--- Material for the task ---

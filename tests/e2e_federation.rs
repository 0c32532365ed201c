//! E2E tests for federation between two instances

mod common;

use chanfed::data::{Actor, FederationStore};
use chanfed::federation::{DeliveryOutcome, Object, builder};
use common::{TestServer, eventually, follow};
use serde_json::json;

async fn stored_board(server: &TestServer, name: &str) -> Actor {
    server
        .state
        .db
        .get_actor_by_id_or_name(name)
        .await
        .unwrap()
        .unwrap()
}

#[tokio::test]
async fn follow_is_accepted_and_recorded_on_both_sides() {
    let a = TestServer::new().await;
    let b = TestServer::new().await;
    let board_a = a.create_board("a").await;
    let board_b = b.create_board("b").await;

    follow(&a, &board_a, &board_b).await;

    let (status, followers) = b.get_json("/b/followers").await;
    assert_eq!(status, 200);
    assert_eq!(followers["type"], "Collection");
    assert_eq!(followers["totalItems"], 1);
    assert_eq!(followers["items"][0]["id"], board_a.id);

    let (_, following) = a.get_json("/a/following").await;
    assert_eq!(following["items"], json!([{ "id": board_b.id }]));
}

#[tokio::test]
async fn followed_post_is_mirrored_once() {
    let a = TestServer::new().await;
    let b = TestServer::new().await;
    let board_a = a.create_board("a").await;
    let board_b = b.create_board("b").await;
    follow(&a, &board_a, &board_b).await;

    let post = b.publish("b", json!({ "content": "hello from b" })).await;
    let post_id = post["id"].as_str().unwrap().to_string();
    assert!(post_id.starts_with(&board_b.id));

    let db = a.state.db.clone();
    assert!(
        eventually(|| {
            let (db, id) = (db.clone(), post_id.clone());
            async move { db.object_exists(&id).await.unwrap() }
        })
        .await,
        "post never reached the follower"
    );

    let mirrored = a.state.db.get_object(&post_id).await.unwrap().unwrap();
    assert_eq!(mirrored.content, "hello from b");
    assert_eq!(mirrored.actor, board_b.id);

    // Redelivery of the same Create is acknowledged and changes nothing.
    let sender = stored_board(&b, "b").await;
    let object: Object = serde_json::from_value(post).unwrap();
    let mut create = builder::create(&sender, object);
    create.to = vec![board_a.id.clone()];
    let reports = b
        .state
        .federation
        .delivery()
        .deliver(&sender, &create)
        .await
        .unwrap()
        .finished()
        .await;
    assert_eq!(reports.len(), 1);
    assert_eq!(reports[0].outcome, DeliveryOutcome::Delivered { attempts: 1 });
    assert_eq!(
        a.state.db.get_object(&post_id).await.unwrap().unwrap(),
        mirrored
    );
}

#[tokio::test]
async fn post_from_unfollowed_board_is_ignored() {
    let a = TestServer::new().await;
    let b = TestServer::new().await;
    let board_a = a.create_board("a").await;
    b.create_board("b").await;

    let post = b.publish("b", json!({ "content": "nobody asked" })).await;
    let post_id = post["id"].as_str().unwrap().to_string();

    let sender = stored_board(&b, "b").await;
    let mut create = builder::create(&sender, serde_json::from_value(post).unwrap());
    create.to = vec![board_a.id.clone()];
    let reports = b
        .state
        .federation
        .delivery()
        .deliver(&sender, &create)
        .await
        .unwrap()
        .finished()
        .await;

    assert_eq!(reports[0].outcome, DeliveryOutcome::Delivered { attempts: 1 });
    assert!(!a.state.db.object_exists(&post_id).await.unwrap());
}

#[tokio::test]
async fn deleted_post_is_tombstoned_on_the_follower() {
    let a = TestServer::new().await;
    let b = TestServer::new().await;
    let board_a = a.create_board("a").await;
    let board_b = b.create_board("b").await;
    follow(&a, &board_a, &board_b).await;

    let post = b.publish("b", json!({ "content": "short lived" })).await;
    let post_id = post["id"].as_str().unwrap().to_string();

    let db = a.state.db.clone();
    assert!(
        eventually(|| {
            let (db, id) = (db.clone(), post_id.clone());
            async move { db.object_exists(&id).await.unwrap() }
        })
        .await
    );

    let response = b.admin("/delete", json!({ "id": post_id })).await;
    assert_eq!(response.status(), 200);

    assert!(
        eventually(|| {
            let (db, id) = (db.clone(), post_id.clone());
            async move {
                db.get_object(&id)
                    .await
                    .unwrap()
                    .is_some_and(|record| record.kind == "Tombstone")
            }
        })
        .await,
        "delete never reached the follower"
    );
}

#[tokio::test]
async fn main_actor_cannot_follow_remote_boards() {
    let a = TestServer::new().await;
    let b = TestServer::new().await;
    let board_b = b.create_board("b").await;

    let response = a
        .admin("/follow", json!({ "actor": "main", "target": board_b.id }))
        .await;
    assert_eq!(response.status(), 403);
}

---

#### What you will do:
Retype the listing above exactly as it appears.

#### Written reply:
filename tests/e2e_federation.rs
repository 0c32532365ed201c
//! E2E tests for federation between two instances

mod common;

use chanfed::data::{Actor, FederationStore};
use chanfed::federation::{DeliveryOutcome, Object, builder};
use common::{TestServer, eventually, follow};
use serde_json::json;

async fn stored_board(server: &TestServer, name: &str) -> Actor {
    server
        .state
        .db
        .get_actor_by_id_or_name(name)
        .await
        .unwrap()
        .unwrap()
}

#[tokio::test]
async fn follow_is_accepted_and_recorded_on_both_sides() {
    let a = TestServer::new().await;
    let b = TestServer::new().await;
    let board_a = a.create_board("a").await;
    let board_b = b.create_board("b").await;

    follow(&a, &board_a, &board_b).await;

    let (status, followers) = b.get_json("/b/followers").await;
    assert_eq!(status, 200);
    assert_eq!(followers["type"], "Collection");
    assert_eq!(followers["totalItems"], 1);
    assert_eq!(followers["items"][0]["id"], board_a.id);

    let (_, following) = a.get_json("/a/following").await;
    assert_eq!(following["items"], json!([{ "id": board_b.id }]));
}

#[tokio::test]
async fn followed_post_is_mirrored_once() {
    let a = TestServer::new().await;
    let b = TestServer::new().await;
    let board_a = a.create_board("a").await;
    let board_b = b.create_board("b").await;
    follow(&a, &board_a, &board_b).await;

    let post = b.publish("b", json!({ "content": "hello from b" })).await;
    let post_id = post["id"].as_str().unwrap().to_string();
    assert!(post_id.starts_with(&board_b.id));

    let db = a.state.db.clone();
    assert!(
        eventually(|| {
            let (db, id) = (db.clone(), post_id.clone());
            async move { db.object_exists(&id).await.unwrap() }
        })
        .await,
        "post never reached the follower"
    );

    let mirrored = a.state.db.get_object(&post_id).await.unwrap().unwrap();
    assert_eq!(mirrored.content, "hello from b");
    assert_eq!(mirrored.actor, board_b.id);

    // Redelivery of the same Create is acknowledged and changes nothing.
    let sender = stored_board(&b, "b").await;
    let object: Object = serde_json::from_value(post).unwrap();
    let mut create = builder::create(&sender, object);
    create.to = vec![board_a.id.clone()];
    let reports = b
        .state
        .federation
        .delivery()
        .deliver(&sender, &create)
        .await
        .unwrap()
        .finished()
        .await;
    assert_eq!(reports.len(), 1);
    assert_eq!(reports[0].outcome, DeliveryOutcome::Delivered { attempts: 1 });
    assert_eq!(
        a.state.db.get_object(&post_id).await.unwrap().unwrap(),
        mirrored
    );
}

#[tokio::test]
async fn post_from_unfollowed_board_is_ignored() {
    let a = TestServer::new().await;
    let b = TestServer::new().await;
    let board_a = a.create_board("a").await;
    b.create_board("b").await;

    let post = b.publish("b", json!({ "content": "nobody asked" })).await;
    let post_id = post["id"].as_str().unwrap().to_string();

    let sender = stored_board(&b, "b").await;
    let mut create = builder::create(&sender, serde_json::from_value(post).unwrap());
    create.to = vec![board_a.id.clone()];
    let reports = b
        .state
        .federation
        .delivery()
        .deliver(&sender, &create)
        .await
        .unwrap()
        .finished()
        .await;

    assert_eq!(reports[0].outcome, DeliveryOutcome::Delivered { attempts: 1 });
    assert!(!a.state.db.object_exists(&post_id).await.unwrap());
}

#[tokio::test]
async fn deleted_post_is_tombstoned_on_the_follower() {
    let a = TestServer::new().await;
    let b = TestServer::new().await;
    let board_a = a.create_board("a").await;
    let board_b = b.create_board("b").await;
    follow(&a, &board_a, &board_b).await;

    let post = b.publish("b", json!({ "content": "short lived" })).await;
    let post_id = post["id"].as_str().unwrap().to_string();

    let db = a.state.db.clone();
    assert!(
        eventually(|| {
            let (db, id) = (db.clone(), post_id.clone());
            async move { db.object_exists(&id).await.unwrap() }
        })
        .await
    );

    let response = b.admin("/delete", json!({ "id": post_id })).await;
    assert_eq!(response.status(), 200);

    assert!(
        eventually(|| {
            let (db, id) = (db.clone(), post_id.clone());
            async move {
                db.get_object(&id)
                    .await
                    .unwrap()
                    .is_some_and(|record| record.kind == "Tombstone")
            }
        })
        .await,
        "delete never reached the follower"
    );
}

#[tokio::test]
async fn main_actor_cannot_follow_remote_boards() {
    let a = TestServer::new().await;
    let b = TestServer::new().await;
    let board_b = b.create_board("b").await;

    let response = a
        .admin("/follow", json!({ "actor": "main", "target": board_b.id }))
        .await;
    assert_eq!(response.status(), 403);
}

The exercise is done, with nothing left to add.